WHAT YOU SHOULD DO: Your answer must contain each line of the listing in which "Duration" appears, copied in full.
┌──
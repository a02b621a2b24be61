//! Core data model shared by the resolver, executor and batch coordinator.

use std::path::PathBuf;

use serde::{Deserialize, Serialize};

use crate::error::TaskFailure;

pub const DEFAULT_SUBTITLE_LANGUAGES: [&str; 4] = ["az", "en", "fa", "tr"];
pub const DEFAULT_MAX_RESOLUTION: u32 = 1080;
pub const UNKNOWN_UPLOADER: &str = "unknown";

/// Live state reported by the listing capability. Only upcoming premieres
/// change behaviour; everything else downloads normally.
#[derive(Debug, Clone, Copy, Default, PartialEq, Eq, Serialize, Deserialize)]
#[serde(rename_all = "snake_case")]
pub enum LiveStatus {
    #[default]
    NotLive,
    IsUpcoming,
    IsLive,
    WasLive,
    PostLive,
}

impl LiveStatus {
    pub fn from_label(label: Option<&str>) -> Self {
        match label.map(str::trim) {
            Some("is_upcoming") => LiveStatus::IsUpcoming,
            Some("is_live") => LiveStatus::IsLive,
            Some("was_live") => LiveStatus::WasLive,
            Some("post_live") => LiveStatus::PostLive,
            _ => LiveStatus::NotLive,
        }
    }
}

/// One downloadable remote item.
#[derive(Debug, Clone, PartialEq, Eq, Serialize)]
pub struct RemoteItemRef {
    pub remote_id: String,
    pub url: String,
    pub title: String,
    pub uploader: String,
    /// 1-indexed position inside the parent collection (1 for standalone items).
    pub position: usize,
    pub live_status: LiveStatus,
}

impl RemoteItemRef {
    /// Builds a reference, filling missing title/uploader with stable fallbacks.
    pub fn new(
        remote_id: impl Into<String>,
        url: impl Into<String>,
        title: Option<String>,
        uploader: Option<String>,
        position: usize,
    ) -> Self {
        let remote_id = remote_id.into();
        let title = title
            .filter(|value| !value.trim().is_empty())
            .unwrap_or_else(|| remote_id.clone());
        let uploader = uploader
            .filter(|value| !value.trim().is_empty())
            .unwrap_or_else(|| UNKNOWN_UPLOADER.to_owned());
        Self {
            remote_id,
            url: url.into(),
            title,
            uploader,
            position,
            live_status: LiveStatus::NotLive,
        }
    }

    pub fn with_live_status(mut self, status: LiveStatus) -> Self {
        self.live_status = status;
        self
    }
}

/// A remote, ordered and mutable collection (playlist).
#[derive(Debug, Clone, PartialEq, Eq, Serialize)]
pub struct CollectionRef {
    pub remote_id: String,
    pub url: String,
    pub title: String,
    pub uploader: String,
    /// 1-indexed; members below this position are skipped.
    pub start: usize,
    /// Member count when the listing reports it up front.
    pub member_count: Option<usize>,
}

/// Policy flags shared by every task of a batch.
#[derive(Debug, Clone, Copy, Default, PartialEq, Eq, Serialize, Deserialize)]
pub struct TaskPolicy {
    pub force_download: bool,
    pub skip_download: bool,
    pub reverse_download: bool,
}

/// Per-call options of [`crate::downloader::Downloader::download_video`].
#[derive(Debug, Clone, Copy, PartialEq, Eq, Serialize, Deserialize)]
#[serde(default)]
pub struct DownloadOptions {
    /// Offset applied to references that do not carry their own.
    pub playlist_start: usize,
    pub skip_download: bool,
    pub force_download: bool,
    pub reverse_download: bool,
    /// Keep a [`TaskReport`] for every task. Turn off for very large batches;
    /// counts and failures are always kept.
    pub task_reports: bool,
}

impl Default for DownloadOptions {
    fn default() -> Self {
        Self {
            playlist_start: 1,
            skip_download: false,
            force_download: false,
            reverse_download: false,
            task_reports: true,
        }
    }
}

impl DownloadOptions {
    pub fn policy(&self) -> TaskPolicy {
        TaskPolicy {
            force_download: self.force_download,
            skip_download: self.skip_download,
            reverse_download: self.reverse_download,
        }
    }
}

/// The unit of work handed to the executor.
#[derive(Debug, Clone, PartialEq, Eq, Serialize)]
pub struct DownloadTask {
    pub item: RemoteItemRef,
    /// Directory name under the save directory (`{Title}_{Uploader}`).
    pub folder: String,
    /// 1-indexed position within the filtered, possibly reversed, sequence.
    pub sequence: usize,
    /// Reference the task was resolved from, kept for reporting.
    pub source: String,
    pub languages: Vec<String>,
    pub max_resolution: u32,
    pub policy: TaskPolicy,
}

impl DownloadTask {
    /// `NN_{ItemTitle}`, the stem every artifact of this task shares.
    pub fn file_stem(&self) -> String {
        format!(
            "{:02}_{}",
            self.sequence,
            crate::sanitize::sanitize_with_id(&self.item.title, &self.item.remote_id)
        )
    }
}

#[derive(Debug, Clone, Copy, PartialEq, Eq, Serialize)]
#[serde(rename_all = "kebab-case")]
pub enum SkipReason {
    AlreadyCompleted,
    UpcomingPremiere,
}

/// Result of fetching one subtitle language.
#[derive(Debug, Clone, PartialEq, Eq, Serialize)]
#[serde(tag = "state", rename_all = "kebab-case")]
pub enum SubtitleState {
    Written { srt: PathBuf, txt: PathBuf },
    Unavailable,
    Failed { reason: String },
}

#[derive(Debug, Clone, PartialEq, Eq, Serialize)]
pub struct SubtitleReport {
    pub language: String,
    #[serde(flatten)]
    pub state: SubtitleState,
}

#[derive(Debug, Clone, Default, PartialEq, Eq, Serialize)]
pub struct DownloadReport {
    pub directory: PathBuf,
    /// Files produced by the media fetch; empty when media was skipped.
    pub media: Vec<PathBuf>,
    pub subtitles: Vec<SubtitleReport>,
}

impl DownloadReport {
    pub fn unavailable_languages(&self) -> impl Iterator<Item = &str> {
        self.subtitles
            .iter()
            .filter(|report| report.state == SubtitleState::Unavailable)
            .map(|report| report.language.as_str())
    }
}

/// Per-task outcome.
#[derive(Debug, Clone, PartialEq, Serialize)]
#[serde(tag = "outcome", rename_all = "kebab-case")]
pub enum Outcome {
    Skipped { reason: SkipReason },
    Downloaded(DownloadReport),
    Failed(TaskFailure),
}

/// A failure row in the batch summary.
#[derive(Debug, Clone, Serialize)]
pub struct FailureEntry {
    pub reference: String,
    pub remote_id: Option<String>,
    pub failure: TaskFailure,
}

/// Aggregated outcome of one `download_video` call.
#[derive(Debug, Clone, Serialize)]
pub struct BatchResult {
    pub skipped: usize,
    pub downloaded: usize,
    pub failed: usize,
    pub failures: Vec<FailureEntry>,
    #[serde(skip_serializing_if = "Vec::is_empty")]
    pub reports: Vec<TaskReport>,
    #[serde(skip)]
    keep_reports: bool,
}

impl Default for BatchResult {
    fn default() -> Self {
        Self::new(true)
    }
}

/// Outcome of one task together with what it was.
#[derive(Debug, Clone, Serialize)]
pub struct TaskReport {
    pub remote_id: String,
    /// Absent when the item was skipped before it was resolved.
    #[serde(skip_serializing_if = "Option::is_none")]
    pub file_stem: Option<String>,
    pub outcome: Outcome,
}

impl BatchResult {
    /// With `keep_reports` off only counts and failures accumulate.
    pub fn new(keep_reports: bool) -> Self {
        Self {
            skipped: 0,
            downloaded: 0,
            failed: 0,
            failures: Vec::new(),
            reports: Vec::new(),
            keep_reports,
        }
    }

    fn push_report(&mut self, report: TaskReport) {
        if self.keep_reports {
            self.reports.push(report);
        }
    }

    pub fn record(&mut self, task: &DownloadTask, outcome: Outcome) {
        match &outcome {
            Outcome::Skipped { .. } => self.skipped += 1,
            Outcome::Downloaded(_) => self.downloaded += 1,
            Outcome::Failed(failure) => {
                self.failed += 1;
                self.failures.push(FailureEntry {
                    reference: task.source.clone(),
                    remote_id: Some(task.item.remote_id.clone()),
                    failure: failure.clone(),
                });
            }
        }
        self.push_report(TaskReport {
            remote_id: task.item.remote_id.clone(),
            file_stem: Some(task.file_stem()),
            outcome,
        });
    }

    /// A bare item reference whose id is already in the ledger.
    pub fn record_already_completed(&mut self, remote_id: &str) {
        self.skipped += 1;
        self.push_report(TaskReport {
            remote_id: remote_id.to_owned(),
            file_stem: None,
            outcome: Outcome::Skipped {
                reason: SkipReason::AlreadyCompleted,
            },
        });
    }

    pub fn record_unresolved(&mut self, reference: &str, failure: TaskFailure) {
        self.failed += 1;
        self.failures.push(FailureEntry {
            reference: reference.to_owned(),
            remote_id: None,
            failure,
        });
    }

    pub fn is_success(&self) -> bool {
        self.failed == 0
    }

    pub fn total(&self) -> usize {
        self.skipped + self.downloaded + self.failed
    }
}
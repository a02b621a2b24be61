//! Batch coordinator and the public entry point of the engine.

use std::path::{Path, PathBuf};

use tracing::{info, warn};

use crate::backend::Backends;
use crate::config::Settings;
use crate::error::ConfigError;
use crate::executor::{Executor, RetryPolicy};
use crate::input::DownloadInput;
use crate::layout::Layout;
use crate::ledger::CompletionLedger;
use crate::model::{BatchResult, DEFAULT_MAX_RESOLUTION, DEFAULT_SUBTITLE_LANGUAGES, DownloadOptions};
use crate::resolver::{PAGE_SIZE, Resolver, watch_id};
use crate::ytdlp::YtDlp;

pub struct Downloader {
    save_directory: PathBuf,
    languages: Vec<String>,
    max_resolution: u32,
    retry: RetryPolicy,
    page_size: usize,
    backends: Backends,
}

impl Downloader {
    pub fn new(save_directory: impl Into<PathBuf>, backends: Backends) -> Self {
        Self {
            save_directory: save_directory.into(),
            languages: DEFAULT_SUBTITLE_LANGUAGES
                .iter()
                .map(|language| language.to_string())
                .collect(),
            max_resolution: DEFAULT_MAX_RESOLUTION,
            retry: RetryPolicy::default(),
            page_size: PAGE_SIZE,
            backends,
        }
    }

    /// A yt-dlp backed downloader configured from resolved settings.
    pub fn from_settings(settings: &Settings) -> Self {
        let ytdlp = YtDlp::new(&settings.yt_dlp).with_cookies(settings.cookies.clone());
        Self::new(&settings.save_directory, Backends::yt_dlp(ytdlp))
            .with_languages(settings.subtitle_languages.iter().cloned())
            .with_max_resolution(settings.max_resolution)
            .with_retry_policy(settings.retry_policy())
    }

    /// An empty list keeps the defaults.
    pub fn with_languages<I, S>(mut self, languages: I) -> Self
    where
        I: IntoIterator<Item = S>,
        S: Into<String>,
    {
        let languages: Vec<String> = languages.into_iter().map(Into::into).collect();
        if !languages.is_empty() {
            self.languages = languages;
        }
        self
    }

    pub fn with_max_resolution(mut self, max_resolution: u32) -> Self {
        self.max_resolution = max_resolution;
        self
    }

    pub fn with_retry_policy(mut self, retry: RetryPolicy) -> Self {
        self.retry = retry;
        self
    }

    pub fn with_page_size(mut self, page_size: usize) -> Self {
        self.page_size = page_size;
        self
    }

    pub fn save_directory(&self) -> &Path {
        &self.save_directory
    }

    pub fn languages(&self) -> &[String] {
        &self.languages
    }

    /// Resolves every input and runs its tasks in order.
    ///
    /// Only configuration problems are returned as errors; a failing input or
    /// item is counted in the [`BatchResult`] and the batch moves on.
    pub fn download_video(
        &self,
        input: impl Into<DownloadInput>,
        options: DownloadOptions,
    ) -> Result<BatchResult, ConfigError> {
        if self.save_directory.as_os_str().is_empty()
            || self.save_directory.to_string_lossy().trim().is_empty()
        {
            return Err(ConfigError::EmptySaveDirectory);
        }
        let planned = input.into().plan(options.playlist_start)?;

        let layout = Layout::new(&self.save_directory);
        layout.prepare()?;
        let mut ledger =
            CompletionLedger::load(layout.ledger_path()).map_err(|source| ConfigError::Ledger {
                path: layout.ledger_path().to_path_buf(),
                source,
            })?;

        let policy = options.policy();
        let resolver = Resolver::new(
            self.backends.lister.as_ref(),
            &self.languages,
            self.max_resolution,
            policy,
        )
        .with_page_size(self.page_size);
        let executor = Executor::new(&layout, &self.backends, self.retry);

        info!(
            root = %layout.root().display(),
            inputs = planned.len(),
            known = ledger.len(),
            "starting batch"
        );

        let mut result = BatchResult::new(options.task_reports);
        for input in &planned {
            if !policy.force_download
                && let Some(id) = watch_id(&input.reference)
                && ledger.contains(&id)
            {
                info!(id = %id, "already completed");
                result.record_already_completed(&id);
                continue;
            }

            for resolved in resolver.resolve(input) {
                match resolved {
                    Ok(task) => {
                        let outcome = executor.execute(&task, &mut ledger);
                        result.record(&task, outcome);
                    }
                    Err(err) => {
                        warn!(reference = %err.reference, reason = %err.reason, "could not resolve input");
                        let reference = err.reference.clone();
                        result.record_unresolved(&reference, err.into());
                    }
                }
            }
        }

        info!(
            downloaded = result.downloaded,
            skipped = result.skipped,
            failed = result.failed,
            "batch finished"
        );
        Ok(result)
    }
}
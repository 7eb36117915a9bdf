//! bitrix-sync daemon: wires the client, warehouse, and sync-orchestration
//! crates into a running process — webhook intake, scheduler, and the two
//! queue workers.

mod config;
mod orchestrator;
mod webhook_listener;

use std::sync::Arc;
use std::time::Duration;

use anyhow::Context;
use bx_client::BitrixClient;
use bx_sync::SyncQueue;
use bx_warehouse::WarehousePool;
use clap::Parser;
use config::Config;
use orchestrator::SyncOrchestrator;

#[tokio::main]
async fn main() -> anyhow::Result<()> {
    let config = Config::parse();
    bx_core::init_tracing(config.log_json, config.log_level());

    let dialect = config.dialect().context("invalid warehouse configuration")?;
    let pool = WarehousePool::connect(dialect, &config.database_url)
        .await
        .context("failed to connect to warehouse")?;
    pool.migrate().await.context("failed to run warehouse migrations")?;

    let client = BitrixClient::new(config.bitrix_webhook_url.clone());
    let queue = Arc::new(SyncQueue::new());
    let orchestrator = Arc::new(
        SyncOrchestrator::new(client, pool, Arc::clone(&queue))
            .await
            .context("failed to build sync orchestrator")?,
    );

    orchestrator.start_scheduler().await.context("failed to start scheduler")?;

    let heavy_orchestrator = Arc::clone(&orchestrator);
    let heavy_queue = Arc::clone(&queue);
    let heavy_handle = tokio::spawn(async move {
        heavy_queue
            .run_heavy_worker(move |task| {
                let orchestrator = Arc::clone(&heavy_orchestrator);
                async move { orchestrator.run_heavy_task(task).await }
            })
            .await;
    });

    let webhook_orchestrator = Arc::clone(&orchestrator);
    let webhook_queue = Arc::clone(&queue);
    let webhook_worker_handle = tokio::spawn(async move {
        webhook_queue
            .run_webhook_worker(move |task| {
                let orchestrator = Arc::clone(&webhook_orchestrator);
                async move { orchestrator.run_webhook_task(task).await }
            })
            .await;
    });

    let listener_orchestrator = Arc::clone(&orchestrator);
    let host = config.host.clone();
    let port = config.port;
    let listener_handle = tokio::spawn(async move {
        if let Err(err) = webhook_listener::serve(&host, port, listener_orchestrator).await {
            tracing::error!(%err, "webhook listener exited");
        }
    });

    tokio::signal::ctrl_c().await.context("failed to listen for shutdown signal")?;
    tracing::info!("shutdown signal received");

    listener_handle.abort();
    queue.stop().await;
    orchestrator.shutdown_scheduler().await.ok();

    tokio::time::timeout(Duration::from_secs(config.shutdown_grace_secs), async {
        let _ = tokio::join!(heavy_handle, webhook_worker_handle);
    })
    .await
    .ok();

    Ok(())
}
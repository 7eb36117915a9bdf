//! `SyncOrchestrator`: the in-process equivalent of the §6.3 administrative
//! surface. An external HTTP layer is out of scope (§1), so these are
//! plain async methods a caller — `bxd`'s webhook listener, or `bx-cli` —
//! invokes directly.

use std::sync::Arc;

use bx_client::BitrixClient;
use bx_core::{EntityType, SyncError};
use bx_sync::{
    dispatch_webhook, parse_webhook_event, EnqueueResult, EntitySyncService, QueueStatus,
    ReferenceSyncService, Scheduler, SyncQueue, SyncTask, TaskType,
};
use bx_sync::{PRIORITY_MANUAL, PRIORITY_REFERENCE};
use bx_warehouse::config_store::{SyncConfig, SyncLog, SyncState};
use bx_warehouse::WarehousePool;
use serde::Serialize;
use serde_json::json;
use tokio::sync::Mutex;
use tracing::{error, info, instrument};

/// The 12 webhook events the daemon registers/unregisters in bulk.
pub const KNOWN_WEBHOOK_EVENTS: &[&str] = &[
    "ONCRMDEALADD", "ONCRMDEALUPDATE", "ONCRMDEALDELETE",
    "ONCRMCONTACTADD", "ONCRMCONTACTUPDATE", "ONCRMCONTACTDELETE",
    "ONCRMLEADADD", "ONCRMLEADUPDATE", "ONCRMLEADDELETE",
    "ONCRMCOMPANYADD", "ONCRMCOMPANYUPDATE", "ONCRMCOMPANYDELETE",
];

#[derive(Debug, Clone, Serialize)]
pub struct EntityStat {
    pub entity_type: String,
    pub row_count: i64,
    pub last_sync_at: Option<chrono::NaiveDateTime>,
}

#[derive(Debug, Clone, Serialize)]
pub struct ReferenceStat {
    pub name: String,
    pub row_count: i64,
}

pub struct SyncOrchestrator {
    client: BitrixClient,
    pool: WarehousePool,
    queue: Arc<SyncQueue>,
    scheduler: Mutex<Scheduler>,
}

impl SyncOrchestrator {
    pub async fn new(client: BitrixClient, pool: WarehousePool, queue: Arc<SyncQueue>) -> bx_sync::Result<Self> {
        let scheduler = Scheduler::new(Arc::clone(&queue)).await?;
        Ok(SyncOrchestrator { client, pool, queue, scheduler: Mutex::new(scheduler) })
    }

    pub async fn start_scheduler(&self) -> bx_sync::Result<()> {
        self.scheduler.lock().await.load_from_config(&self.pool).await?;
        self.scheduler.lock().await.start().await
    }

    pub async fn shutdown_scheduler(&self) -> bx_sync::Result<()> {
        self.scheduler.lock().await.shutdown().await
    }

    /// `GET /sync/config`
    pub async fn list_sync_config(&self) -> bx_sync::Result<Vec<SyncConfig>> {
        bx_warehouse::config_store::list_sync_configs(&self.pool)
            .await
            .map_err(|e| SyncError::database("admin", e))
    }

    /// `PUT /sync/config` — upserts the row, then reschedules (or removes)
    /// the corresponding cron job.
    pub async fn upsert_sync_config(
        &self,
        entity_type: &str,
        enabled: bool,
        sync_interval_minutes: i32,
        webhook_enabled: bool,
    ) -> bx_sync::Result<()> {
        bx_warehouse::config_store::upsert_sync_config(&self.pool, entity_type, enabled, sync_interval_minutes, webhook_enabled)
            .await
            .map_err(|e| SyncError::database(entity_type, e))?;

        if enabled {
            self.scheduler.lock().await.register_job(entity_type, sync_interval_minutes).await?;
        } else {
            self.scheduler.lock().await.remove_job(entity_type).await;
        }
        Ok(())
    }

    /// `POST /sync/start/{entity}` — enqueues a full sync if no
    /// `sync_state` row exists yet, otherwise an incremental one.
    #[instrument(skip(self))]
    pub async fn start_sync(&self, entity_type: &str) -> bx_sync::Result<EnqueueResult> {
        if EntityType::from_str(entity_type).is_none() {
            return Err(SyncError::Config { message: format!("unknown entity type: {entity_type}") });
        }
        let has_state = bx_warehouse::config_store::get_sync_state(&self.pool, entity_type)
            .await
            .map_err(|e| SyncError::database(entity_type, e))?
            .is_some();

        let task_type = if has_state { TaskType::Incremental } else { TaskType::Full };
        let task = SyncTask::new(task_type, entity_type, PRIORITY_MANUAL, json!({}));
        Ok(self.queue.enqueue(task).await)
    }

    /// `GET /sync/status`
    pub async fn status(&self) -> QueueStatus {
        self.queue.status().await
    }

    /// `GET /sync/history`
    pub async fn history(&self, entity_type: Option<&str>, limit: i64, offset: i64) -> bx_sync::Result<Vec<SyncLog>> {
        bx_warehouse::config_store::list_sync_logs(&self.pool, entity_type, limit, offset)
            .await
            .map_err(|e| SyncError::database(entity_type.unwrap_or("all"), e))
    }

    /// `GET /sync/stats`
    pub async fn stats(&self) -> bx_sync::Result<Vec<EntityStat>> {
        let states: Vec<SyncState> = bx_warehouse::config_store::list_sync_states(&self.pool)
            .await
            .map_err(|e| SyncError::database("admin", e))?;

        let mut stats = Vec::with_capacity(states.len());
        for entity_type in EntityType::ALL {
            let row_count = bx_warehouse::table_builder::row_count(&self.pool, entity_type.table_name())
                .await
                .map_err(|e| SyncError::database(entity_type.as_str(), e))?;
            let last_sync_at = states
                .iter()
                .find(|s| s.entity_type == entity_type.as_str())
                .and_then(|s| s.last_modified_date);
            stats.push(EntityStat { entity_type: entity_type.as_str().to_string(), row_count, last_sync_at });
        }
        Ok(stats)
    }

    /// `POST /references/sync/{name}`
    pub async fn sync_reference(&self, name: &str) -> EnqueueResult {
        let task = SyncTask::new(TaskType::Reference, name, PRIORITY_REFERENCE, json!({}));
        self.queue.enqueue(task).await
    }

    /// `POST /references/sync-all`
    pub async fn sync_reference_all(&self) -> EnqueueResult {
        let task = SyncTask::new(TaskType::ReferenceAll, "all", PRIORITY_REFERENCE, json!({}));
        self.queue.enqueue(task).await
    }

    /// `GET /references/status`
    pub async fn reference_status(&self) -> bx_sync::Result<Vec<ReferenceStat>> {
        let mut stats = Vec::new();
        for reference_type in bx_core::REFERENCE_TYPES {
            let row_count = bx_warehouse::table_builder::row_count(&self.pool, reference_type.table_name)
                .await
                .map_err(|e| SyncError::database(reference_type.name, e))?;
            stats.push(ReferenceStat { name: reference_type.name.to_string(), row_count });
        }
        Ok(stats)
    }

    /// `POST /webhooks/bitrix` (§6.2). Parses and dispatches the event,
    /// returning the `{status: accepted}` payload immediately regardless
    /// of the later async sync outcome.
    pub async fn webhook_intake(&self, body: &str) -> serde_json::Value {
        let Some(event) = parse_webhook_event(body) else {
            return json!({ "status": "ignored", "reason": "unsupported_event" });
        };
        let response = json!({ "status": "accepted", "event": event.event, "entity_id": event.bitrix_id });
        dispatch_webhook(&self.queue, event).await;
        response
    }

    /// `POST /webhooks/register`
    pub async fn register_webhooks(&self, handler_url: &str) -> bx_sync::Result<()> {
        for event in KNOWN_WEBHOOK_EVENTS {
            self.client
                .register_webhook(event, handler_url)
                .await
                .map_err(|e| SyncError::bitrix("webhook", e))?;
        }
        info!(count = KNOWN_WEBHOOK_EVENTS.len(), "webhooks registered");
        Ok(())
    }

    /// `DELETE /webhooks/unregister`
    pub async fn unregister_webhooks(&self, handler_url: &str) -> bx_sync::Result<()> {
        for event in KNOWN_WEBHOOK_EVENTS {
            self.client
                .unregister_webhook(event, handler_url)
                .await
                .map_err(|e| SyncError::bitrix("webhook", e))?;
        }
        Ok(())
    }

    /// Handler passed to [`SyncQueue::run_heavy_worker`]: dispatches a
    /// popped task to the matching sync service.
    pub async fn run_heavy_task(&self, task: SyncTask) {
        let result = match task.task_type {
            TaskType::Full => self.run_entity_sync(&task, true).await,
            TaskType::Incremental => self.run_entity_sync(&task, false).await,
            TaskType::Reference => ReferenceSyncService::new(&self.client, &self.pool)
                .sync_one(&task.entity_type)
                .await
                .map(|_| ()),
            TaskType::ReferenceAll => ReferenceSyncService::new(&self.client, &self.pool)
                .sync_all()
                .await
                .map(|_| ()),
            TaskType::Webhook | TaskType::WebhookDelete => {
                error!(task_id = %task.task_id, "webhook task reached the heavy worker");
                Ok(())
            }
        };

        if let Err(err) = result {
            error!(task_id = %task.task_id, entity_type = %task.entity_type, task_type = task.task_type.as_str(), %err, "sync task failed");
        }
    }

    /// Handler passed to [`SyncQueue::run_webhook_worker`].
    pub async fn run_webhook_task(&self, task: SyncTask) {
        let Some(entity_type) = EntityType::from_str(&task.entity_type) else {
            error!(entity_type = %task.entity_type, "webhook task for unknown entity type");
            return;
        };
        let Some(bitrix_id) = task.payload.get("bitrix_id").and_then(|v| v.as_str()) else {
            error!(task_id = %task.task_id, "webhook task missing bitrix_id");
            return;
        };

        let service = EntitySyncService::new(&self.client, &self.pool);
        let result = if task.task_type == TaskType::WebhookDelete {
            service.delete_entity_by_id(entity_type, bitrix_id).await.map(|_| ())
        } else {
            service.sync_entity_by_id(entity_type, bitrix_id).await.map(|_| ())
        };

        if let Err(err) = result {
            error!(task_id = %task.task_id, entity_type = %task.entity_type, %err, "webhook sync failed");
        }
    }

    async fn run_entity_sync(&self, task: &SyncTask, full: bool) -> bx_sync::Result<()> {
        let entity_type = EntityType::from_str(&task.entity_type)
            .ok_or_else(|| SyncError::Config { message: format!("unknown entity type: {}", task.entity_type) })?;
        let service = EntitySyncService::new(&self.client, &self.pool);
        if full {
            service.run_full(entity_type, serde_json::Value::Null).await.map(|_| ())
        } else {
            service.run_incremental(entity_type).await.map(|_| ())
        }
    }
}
└──
RESPONSE TO THE EXERCISE:
use std::time::Duration;
    tokio::time::timeout(Duration::from_secs(config.shutdown_grace_secs), async {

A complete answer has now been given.